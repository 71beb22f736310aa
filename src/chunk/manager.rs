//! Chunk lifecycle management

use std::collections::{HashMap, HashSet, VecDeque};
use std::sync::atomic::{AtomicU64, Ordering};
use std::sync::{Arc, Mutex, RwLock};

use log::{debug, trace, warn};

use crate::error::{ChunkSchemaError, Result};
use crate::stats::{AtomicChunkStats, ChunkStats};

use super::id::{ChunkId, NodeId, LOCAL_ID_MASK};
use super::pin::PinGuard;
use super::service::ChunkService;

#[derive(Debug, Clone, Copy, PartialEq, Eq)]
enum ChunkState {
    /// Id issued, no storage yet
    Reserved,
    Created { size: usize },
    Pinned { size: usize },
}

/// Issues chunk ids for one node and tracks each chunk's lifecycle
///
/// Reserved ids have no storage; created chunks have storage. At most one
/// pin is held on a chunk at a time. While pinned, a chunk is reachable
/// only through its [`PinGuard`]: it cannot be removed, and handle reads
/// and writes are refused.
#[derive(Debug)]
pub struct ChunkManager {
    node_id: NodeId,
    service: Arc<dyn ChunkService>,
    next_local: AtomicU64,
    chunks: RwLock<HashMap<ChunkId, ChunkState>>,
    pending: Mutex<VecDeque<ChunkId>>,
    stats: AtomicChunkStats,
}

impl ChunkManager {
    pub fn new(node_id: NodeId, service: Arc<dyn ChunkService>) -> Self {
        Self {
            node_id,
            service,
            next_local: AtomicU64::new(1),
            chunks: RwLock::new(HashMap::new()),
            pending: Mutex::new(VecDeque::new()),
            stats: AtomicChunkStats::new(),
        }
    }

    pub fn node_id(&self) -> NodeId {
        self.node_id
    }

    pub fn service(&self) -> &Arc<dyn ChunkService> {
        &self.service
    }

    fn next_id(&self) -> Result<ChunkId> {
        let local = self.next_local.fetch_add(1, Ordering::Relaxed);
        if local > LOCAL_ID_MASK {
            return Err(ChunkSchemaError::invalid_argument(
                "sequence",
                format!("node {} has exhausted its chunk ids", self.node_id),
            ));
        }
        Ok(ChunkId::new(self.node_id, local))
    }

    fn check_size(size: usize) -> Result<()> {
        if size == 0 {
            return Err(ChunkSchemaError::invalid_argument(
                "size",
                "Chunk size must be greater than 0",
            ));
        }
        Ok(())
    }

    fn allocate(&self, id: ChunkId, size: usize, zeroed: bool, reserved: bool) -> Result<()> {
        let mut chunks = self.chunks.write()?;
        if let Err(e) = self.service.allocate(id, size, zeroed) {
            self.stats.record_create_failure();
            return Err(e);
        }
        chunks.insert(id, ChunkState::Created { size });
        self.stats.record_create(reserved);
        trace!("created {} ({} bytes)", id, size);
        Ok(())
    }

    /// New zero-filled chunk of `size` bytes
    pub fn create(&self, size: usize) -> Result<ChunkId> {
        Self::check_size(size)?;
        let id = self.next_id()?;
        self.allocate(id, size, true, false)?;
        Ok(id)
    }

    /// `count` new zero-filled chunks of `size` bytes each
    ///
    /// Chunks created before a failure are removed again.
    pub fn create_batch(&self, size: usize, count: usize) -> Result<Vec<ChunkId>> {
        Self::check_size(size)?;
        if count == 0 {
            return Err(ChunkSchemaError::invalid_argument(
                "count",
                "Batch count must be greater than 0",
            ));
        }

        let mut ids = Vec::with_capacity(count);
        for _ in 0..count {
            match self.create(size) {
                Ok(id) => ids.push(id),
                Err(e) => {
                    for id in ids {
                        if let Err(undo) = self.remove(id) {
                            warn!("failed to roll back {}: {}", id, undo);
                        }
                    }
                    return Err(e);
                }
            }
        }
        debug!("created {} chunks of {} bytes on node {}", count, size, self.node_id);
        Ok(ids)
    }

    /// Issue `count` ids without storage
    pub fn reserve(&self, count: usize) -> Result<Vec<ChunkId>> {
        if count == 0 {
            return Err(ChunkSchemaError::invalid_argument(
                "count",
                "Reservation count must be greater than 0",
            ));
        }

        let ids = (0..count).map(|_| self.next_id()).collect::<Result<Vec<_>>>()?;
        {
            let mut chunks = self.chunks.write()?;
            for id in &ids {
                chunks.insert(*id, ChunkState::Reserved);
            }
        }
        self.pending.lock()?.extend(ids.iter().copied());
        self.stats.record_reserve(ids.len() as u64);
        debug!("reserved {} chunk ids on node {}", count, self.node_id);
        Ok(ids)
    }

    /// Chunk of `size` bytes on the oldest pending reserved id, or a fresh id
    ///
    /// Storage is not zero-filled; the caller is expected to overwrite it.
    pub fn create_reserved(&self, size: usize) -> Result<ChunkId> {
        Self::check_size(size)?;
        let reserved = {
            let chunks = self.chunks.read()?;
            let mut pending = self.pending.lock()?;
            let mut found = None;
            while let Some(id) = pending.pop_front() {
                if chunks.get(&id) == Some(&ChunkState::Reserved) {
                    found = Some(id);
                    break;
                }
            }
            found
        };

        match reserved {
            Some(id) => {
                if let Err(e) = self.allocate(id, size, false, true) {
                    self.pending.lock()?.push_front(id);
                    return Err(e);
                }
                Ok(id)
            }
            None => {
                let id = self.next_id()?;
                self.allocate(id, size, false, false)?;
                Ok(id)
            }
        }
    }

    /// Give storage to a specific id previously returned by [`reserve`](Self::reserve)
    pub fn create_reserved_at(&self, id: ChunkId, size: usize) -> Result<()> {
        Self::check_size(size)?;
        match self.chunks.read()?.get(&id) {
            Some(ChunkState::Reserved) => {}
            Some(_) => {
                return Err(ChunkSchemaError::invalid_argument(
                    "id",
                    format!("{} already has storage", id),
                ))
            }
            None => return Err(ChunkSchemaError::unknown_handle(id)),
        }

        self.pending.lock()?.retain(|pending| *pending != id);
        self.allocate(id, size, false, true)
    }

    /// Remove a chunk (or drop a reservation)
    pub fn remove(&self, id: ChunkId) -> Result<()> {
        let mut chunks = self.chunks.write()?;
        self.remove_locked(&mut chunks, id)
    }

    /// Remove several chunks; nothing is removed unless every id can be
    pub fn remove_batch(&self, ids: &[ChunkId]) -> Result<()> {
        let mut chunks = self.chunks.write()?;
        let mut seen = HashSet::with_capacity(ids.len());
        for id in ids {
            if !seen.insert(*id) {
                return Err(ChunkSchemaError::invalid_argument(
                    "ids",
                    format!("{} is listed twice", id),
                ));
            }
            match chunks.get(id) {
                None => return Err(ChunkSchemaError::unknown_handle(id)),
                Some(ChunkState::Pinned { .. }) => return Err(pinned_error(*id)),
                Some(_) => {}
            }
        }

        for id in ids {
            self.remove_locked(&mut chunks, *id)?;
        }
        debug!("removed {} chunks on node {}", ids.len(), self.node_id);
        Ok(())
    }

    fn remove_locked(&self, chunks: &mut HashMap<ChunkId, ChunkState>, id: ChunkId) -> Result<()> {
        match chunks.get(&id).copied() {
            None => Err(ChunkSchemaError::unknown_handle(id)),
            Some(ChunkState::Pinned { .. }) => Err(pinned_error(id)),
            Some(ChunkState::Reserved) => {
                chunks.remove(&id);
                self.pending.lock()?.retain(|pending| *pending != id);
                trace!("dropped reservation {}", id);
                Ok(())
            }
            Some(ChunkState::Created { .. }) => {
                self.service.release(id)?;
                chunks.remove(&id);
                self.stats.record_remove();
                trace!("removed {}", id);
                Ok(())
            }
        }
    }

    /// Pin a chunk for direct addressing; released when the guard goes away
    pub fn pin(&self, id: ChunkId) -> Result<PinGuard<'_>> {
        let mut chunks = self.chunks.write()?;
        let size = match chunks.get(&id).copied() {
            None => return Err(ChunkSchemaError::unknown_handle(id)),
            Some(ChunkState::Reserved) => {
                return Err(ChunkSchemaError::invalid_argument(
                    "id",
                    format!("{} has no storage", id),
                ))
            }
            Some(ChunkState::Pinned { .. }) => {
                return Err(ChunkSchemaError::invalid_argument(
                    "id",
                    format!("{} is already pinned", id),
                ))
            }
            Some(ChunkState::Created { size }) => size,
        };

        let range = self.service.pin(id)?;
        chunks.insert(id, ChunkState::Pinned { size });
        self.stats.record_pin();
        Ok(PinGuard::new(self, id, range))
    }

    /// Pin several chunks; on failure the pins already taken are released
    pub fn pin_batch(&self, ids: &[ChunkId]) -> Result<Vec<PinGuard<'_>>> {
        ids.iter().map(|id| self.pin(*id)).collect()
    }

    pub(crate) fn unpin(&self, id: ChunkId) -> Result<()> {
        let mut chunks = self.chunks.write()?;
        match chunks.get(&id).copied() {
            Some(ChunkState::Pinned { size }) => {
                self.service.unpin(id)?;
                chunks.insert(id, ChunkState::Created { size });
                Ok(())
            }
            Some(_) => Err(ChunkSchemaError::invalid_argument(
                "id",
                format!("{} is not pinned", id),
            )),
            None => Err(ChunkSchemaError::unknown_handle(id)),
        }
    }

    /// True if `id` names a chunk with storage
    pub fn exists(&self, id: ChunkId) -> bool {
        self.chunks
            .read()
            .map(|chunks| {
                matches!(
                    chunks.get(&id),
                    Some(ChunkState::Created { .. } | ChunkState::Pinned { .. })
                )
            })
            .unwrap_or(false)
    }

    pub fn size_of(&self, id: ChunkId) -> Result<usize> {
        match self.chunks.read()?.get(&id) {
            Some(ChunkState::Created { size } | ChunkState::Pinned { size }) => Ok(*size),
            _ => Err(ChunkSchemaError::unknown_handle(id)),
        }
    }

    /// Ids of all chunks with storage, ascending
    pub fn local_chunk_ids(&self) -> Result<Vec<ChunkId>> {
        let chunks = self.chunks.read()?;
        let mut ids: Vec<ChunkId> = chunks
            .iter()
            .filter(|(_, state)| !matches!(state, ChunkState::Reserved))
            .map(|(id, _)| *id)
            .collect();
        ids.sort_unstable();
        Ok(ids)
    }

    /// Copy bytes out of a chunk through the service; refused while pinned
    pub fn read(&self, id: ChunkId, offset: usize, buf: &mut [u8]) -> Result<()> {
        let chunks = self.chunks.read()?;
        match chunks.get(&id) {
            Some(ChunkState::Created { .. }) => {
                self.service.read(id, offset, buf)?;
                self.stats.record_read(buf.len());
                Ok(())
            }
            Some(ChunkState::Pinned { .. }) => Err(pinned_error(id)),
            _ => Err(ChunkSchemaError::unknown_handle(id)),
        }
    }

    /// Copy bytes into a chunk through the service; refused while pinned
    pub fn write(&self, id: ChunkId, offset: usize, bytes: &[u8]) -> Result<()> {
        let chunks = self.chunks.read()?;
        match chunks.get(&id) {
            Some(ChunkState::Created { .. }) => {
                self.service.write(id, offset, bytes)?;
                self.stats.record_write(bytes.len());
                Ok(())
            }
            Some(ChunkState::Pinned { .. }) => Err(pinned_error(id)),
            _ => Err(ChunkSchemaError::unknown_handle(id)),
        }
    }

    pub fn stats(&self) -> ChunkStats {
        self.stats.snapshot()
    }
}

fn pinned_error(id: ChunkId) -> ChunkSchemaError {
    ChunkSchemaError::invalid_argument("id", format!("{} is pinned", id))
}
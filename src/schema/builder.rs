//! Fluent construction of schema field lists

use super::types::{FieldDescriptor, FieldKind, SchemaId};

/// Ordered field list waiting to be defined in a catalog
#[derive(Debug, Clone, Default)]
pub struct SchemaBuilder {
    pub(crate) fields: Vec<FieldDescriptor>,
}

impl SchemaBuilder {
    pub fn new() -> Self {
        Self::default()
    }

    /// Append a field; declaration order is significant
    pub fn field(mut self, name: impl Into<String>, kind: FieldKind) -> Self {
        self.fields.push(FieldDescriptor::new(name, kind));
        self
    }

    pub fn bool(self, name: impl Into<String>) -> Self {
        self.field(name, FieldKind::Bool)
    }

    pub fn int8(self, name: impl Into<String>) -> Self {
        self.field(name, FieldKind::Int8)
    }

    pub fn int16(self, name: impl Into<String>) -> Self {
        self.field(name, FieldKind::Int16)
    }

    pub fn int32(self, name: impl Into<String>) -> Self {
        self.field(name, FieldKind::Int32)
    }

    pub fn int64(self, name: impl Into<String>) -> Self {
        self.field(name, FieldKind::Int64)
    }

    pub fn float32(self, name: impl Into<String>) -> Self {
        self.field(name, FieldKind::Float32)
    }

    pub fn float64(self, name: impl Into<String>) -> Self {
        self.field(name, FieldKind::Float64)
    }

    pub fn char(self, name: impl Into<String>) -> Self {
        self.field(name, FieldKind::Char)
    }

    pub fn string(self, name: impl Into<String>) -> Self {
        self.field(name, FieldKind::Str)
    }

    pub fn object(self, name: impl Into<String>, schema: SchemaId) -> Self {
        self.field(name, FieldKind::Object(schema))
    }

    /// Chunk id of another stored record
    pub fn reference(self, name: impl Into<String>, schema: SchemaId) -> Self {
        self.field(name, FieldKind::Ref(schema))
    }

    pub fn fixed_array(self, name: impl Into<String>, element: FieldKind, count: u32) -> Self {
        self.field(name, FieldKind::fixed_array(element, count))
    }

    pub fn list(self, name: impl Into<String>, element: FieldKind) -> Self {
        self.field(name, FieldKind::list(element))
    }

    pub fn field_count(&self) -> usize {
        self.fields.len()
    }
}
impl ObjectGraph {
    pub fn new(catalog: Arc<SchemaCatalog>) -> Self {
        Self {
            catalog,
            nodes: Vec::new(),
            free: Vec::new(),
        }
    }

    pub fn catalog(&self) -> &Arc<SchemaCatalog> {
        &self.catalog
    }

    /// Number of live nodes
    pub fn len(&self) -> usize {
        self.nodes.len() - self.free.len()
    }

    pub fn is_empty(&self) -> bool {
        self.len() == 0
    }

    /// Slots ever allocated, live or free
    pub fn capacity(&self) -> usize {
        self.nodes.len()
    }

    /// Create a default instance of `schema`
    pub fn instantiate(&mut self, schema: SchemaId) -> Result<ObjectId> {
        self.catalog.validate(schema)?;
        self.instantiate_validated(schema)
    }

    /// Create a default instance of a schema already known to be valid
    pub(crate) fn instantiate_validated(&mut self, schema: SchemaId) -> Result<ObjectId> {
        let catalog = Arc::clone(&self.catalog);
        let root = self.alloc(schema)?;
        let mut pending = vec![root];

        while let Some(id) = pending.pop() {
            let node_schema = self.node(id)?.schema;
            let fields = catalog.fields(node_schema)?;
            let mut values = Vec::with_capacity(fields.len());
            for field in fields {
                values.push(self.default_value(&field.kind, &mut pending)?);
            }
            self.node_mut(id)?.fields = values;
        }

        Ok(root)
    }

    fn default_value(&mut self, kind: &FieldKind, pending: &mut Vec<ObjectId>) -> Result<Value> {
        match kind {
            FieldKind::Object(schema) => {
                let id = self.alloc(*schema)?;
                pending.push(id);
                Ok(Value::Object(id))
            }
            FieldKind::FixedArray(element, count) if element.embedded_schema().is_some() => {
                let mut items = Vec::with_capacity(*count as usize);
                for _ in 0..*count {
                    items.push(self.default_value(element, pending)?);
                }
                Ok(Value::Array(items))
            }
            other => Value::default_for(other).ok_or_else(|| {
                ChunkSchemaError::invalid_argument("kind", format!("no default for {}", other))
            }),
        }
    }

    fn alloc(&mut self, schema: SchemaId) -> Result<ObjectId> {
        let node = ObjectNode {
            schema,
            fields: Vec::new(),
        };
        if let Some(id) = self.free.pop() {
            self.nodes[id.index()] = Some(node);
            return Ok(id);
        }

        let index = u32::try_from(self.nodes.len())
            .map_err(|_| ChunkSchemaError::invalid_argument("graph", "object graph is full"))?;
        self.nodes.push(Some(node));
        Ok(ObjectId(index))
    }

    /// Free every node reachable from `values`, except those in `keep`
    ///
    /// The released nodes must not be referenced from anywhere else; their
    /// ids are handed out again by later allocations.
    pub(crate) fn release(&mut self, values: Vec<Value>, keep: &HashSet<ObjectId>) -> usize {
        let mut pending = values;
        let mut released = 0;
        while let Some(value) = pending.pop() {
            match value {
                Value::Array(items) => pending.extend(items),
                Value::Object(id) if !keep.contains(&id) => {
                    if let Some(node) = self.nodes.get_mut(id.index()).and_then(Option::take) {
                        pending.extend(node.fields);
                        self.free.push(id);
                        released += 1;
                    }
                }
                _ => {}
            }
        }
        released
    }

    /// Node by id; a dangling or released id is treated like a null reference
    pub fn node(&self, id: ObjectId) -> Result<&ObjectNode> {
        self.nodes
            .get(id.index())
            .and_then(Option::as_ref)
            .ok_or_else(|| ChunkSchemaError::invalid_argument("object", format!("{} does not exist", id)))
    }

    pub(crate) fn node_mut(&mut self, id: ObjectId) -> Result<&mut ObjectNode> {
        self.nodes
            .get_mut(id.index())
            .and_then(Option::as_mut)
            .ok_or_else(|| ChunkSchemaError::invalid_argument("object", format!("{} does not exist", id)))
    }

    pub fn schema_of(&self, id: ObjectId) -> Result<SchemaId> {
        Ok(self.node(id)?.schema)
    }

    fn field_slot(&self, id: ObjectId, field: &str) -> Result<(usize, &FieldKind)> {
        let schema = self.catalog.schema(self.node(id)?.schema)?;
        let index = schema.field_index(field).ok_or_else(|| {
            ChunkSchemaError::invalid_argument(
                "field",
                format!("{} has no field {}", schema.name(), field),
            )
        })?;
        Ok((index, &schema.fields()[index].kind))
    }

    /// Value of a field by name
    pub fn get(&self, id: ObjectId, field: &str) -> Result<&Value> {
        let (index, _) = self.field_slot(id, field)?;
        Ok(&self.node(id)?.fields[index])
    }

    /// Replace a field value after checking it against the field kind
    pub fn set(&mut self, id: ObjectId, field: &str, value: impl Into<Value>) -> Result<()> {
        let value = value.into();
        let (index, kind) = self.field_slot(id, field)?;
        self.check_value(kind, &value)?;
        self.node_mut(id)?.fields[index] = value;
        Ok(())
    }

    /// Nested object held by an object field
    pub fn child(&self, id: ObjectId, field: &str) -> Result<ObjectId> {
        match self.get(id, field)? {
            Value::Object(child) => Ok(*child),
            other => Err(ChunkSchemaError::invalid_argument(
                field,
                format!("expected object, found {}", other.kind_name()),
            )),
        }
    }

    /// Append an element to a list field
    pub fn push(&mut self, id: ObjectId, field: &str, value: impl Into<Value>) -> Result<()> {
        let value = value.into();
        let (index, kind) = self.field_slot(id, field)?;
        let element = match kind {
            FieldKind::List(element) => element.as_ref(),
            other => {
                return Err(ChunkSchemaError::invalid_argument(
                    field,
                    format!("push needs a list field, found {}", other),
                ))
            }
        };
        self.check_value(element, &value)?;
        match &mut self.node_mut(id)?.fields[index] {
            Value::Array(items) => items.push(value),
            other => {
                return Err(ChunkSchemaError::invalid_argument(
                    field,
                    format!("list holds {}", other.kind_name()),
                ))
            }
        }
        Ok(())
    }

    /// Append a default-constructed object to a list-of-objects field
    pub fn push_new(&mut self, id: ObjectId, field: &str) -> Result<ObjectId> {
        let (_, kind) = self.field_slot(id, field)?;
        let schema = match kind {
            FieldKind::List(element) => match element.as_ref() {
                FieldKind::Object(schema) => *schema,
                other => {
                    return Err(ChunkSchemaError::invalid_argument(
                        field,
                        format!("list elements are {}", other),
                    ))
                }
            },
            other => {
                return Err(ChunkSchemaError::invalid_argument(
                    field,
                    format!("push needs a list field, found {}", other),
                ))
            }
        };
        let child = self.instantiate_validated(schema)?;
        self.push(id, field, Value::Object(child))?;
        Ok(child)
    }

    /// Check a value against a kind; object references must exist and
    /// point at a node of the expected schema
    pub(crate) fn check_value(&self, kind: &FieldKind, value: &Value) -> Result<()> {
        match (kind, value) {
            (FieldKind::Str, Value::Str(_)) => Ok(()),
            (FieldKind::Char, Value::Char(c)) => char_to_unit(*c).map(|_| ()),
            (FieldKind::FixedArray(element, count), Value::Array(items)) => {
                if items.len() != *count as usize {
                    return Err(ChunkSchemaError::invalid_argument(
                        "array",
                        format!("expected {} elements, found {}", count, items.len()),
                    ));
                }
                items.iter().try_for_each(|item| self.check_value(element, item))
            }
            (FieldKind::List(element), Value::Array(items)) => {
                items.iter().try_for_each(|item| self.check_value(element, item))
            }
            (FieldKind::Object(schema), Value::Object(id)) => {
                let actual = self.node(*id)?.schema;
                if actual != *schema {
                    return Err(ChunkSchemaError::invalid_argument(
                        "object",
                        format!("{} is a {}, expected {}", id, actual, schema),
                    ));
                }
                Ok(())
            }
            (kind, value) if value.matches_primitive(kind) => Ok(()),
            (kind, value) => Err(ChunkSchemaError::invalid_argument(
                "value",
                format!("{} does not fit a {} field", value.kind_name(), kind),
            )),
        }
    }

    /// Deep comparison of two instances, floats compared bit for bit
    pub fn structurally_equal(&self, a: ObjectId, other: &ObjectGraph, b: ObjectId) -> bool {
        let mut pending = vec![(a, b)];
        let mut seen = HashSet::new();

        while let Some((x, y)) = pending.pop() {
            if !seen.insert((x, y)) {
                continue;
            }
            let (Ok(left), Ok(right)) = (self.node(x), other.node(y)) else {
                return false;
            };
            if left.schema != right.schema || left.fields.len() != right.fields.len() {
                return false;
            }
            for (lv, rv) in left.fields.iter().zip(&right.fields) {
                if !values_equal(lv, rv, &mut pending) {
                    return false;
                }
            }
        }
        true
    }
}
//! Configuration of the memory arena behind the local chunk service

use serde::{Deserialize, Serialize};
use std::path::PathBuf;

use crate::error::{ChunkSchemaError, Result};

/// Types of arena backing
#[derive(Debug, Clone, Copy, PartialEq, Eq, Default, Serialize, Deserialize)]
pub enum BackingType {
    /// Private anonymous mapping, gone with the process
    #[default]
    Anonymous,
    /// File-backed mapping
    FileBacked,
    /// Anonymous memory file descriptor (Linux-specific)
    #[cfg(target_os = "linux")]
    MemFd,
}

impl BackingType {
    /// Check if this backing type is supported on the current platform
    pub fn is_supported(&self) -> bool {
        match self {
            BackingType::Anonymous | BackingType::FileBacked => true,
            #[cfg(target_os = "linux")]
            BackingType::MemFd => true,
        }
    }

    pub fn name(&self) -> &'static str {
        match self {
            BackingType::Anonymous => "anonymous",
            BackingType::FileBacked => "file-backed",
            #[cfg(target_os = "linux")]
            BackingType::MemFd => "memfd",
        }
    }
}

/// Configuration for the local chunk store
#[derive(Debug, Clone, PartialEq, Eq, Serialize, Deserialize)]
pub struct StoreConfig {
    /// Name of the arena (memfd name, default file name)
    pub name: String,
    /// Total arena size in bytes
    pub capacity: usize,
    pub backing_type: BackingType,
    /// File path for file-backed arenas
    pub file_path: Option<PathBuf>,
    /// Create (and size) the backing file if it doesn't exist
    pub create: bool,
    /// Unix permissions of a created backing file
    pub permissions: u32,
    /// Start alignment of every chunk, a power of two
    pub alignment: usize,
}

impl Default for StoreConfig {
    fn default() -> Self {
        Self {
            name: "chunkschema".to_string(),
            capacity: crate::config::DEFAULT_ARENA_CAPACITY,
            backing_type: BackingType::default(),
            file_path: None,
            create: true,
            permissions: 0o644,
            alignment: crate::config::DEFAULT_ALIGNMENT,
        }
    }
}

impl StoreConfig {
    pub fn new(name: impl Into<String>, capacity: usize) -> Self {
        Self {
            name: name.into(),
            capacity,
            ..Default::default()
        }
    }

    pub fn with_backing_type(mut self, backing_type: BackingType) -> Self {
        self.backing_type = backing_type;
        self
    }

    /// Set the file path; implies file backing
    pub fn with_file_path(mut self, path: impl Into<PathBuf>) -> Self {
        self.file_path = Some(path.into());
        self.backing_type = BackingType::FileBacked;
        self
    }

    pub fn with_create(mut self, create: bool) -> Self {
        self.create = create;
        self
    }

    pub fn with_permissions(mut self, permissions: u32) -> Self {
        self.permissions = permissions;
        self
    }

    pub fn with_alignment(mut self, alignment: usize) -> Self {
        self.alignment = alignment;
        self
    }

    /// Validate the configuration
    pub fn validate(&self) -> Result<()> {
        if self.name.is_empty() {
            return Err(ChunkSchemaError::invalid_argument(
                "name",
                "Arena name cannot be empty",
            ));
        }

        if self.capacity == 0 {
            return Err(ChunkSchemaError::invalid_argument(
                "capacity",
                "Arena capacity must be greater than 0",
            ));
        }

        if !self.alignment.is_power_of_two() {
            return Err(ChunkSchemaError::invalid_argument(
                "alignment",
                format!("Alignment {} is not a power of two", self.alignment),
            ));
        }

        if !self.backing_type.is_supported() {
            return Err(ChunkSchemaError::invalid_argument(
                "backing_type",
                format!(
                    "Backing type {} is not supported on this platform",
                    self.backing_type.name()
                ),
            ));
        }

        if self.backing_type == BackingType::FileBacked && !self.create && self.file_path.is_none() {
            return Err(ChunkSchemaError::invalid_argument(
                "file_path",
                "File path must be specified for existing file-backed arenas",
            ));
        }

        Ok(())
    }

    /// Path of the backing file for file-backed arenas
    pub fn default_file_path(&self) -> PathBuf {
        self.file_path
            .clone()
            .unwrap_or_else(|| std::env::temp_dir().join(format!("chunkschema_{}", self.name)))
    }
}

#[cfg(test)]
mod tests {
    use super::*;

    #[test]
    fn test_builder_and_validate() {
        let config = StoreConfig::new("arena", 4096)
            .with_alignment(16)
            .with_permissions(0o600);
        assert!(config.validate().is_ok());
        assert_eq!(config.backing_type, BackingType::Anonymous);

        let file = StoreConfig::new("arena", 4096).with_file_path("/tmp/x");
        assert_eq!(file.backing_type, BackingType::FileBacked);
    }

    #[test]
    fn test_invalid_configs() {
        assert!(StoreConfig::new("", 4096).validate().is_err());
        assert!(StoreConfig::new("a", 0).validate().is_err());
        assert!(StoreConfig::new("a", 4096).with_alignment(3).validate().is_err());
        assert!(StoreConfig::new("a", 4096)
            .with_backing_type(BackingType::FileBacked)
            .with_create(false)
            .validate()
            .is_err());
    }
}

Prompt:
How many of the lines above hold the word "bytes"? Give only that number.

Result below:
11